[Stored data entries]
.....

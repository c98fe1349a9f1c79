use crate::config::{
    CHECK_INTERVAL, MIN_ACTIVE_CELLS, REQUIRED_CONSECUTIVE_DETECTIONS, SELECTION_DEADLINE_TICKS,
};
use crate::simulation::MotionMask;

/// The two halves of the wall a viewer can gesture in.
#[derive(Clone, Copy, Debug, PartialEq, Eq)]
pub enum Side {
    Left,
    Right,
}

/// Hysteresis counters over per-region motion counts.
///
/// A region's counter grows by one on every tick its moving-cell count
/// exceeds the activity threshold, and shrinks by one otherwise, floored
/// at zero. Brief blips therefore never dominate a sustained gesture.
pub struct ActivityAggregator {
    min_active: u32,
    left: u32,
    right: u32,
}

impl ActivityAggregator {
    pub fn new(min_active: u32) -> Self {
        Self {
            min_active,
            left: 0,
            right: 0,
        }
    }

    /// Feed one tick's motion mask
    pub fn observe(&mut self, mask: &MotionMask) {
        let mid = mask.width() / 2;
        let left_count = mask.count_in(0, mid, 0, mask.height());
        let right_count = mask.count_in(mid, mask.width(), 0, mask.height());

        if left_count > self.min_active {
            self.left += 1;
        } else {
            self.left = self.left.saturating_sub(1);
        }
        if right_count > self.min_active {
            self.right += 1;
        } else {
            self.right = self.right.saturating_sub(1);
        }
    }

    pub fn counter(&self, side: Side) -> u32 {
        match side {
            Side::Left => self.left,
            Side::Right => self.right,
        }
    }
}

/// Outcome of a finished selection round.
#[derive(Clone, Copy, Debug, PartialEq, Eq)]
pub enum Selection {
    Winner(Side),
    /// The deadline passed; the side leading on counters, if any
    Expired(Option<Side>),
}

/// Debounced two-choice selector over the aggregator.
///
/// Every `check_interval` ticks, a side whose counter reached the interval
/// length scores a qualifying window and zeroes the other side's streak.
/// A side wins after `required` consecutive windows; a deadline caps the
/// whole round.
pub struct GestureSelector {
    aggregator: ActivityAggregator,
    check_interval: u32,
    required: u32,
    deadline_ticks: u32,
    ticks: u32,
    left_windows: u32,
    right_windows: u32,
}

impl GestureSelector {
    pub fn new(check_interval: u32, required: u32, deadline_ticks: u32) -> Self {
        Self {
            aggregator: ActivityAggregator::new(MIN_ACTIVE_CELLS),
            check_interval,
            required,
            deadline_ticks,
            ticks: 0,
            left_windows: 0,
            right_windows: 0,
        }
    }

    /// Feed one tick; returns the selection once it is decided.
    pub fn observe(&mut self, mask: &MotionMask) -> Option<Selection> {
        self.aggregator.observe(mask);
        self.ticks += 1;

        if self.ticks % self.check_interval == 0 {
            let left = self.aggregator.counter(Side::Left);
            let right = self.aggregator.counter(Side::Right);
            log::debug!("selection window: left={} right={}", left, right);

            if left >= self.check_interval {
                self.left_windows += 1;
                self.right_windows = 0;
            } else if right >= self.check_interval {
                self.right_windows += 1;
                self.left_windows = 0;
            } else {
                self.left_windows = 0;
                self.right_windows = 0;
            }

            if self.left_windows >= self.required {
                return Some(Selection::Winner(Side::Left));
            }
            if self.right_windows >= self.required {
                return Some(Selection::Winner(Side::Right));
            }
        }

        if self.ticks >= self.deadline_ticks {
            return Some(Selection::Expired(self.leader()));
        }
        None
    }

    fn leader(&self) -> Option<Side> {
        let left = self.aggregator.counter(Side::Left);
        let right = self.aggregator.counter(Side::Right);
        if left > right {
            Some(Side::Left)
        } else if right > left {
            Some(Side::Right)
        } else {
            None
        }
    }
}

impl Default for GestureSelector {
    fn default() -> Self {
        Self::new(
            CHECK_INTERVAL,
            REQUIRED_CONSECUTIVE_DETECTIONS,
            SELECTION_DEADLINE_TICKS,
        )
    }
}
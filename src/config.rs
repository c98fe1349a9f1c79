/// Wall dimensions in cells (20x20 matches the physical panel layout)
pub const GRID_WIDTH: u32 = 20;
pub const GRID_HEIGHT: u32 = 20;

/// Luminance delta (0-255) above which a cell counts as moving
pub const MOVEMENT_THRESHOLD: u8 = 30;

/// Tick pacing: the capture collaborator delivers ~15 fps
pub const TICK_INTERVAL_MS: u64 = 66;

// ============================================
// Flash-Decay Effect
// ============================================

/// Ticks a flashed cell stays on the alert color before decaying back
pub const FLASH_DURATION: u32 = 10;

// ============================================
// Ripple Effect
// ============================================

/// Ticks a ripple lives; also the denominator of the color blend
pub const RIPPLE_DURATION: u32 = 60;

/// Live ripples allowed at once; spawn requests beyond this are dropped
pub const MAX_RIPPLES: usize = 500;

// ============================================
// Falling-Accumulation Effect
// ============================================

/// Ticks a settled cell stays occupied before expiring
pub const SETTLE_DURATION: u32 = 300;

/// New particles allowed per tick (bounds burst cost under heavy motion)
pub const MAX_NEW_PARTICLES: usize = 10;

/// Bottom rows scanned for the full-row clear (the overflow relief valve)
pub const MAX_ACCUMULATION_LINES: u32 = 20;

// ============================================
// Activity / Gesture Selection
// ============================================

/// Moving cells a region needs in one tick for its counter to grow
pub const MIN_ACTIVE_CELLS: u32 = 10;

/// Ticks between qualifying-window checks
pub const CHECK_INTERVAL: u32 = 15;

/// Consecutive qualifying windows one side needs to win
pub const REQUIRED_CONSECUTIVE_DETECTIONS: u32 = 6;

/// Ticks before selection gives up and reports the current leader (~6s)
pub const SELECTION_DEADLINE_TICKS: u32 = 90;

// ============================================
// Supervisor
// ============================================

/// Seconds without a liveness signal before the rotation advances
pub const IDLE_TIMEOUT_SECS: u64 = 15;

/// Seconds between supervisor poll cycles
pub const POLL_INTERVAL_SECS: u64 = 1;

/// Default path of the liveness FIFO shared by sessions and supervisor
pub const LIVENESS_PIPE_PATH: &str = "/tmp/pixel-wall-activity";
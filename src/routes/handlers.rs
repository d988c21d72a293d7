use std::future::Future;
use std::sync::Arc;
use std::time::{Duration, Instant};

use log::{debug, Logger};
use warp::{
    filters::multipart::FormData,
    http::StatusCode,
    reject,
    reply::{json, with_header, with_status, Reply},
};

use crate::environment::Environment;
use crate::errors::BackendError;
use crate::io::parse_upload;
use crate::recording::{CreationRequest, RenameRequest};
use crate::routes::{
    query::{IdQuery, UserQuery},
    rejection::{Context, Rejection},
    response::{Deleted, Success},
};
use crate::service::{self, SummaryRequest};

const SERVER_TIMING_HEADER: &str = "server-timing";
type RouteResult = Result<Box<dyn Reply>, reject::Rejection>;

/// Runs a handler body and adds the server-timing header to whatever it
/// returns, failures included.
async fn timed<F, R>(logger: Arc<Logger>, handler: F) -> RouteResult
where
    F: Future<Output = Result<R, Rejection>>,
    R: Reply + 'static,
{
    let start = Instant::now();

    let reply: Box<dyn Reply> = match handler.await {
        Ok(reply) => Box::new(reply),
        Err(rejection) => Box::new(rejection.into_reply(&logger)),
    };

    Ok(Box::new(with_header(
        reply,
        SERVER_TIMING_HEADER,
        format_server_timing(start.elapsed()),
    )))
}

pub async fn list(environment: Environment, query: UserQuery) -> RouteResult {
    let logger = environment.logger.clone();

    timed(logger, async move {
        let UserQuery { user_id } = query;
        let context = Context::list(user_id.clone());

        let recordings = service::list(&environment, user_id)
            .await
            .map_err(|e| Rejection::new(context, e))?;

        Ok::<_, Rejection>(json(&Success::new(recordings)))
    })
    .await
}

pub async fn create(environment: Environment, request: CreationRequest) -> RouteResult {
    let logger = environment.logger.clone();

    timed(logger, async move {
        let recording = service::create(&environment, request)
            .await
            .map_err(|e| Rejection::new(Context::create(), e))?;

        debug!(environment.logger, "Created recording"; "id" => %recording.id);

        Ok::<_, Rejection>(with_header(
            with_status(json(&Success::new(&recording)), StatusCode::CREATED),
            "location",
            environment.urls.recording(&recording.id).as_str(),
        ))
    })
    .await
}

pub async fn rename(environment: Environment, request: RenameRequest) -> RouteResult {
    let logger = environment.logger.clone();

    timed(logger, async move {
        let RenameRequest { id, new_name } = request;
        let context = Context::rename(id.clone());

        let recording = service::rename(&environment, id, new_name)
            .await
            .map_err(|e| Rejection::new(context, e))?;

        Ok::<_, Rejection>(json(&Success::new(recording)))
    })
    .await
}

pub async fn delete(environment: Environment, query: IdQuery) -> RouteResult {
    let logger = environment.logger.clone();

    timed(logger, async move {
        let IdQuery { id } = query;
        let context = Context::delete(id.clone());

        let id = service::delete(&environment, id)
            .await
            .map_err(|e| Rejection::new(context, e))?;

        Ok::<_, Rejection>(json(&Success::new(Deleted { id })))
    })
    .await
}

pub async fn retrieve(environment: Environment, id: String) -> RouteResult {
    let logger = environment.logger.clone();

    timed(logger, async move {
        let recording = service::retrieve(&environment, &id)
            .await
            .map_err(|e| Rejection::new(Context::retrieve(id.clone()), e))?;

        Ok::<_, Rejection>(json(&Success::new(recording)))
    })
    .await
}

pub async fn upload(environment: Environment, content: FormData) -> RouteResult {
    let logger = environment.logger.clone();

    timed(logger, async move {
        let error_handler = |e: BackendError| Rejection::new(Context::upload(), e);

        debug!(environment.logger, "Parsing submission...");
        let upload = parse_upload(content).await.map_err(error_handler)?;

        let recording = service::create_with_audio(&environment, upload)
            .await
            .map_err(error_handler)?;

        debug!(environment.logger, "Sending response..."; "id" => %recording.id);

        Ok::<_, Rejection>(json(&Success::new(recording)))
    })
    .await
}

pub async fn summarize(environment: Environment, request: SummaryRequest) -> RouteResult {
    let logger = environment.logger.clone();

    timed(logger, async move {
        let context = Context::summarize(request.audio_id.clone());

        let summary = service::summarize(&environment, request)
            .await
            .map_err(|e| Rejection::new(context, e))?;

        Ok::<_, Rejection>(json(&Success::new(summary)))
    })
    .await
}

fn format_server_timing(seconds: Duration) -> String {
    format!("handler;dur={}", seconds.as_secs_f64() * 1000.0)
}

.....

→ Work item:
Your answer should consist of the lines from the line with "can gesture in." to the line with "let left_count = mask.count_in(0, mid, 0, mask.height());" above, repeated exactly, both ends included.

→ Your response:
/// The two halves of the wall a viewer can gesture in.
#[derive(Clone, Copy, Debug, PartialEq, Eq)]
pub enum Side {
    Left,
    Right,
}

/// Hysteresis counters over per-region motion counts.
///
/// A region's counter grows by one on every tick its moving-cell count
/// exceeds the activity threshold, and shrinks by one otherwise, floored
/// at zero. Brief blips therefore never dominate a sustained gesture.
pub struct ActivityAggregator {
    min_active: u32,
    left: u32,
    right: u32,
}

impl ActivityAggregator {
    pub fn new(min_active: u32) -> Self {
        Self {
            min_active,
            left: 0,
            right: 0,
        }
    }

    /// Feed one tick's motion mask
    pub fn observe(&mut self, mask: &MotionMask) {
        let mid = mask.width() / 2;
        let left_count = mask.count_in(0, mid, 0, mask.height());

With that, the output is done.